In November, the American people elected Barack Obama not so much to change the tone in Washington as to change the direction of the country. One week into his tenure as President, it's clear that the Republican minority in Congress will help with him neither. After all of his outreach to the GOP - incorporaing business tax cuts he opposed, three meetings with Republican leaders, the paeans to bipartisanship, the unprecedented trip Tuesday to Capitol Hill - President Obama may not get a single Republican vote as the House takes up his proposed $825 billion economic stimulus bill.
That's the word from Rep. Mike Castle (R-DE). After yesterday's meeting with Obama, one which was preceded by Minority Leader Boehner's call for unified opposition to the plan they were about to discuss, Castle made clear Obama's efforts to appease the GOP would likely come to naught:

While GOP lawmakers said they appreciated Obama's visit, their leaders urged a "no" vote because of the bill's price tag. "All it does is burden our kids and their kids with more debt," said House Republican leader John Boehner of Ohio, citing a non-partisan Congressional Budget Office estimate that the plan would add $347 billion in interest on the national debt over 10 years.
Rep. Mike Castle, R-Del., said there could be as many as 10 to 15 Republicans supporting the package, but added, "If I had to bet, I would bet zero."

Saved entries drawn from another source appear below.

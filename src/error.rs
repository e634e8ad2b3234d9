//! Error types for the `docrag` crate.

use thiserror::Error;

/// Errors that can occur in the ingestion and question-answering pipeline.
#[derive(Debug, Error)]
pub enum RagError {
    /// The embedding provider call failed or timed out.
    #[error("Embedding provider error ({provider}): {message}")]
    Embedding {
        /// The embedding provider that produced the error.
        provider: String,
        /// A description of the failure.
        message: String,
    },

    /// The completion provider call failed or timed out.
    #[error("Completion provider error ({provider}): {message}")]
    Completion {
        /// The completion provider that produced the error.
        provider: String,
        /// A description of the failure.
        message: String,
    },

    /// An embedding's length is inconsistent with the store's established
    /// dimensionality.
    #[error("Embedding dimension mismatch: expected {expected}, got {actual}")]
    DimensionMismatch {
        /// The dimensionality established by the store.
        expected: usize,
        /// The dimensionality of the offending vector.
        actual: usize,
    },

    /// A caller-supplied argument is invalid (e.g. `k == 0`, empty question).
    #[error("Invalid argument: {0}")]
    InvalidArgument(String),

    /// Ingestion was called with no usable text.
    #[error("No usable text content to ingest")]
    EmptyContent,

    /// A configuration validation error.
    #[error("Configuration error: {0}")]
    Config(String),
}

/// A convenience result type for RAG operations.
pub type Result<T> = std::result::Result<T, RagError>;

Risking backlash from American voters over its endless obstructionism, Congressional Republicans are following a three-part strategy to market their blatant stonewalling as bipartisanship. First, as the fawning from Michigan Rep. Pete Hoekstra ("If [the] President carries this on it does open door for a new tone!") and other Republicans suggest, the GOP is lavishing praise on the incredibly popular new president. Second, as Boehner and Senator Mitch McConnell (R-KY) teed it up, is to blame the Democratic leadership in Congress for betraying their president as the reason why Republicans must withhold their votes.
The last tactic, of course, is simply to redefine "bipartisanship" itself to simply mean adopting Republicans positions, even ones overwhelmingly rejected by the American people. Over the weekend, John McCain announced he would not vote for Obama's stimulus plan because it did not include McCain's tax platform. And as Steve Benen noted over at the Washington Monthly, McConnell amazingly cited President Bush's wildly unpopular effort to privatize Social Security as a case where Democrats refused to shake the outstretched hand of bipartisanship.
Back in 2001, the Bush White House rammed an even larger $1.2 trillion tax cut package down the throats of Democrats despite President Bush's slim majority in congress and his popular vote loss in the disputed 2000 election. As Dick Cheney put it on December 17, 2000:

"As President-elect Bush has made very clear, he ran on a particular platform that was very carefully developed. It's his program, it's his agenda, and we have no intention at all of backing off of it. It's why we got elected."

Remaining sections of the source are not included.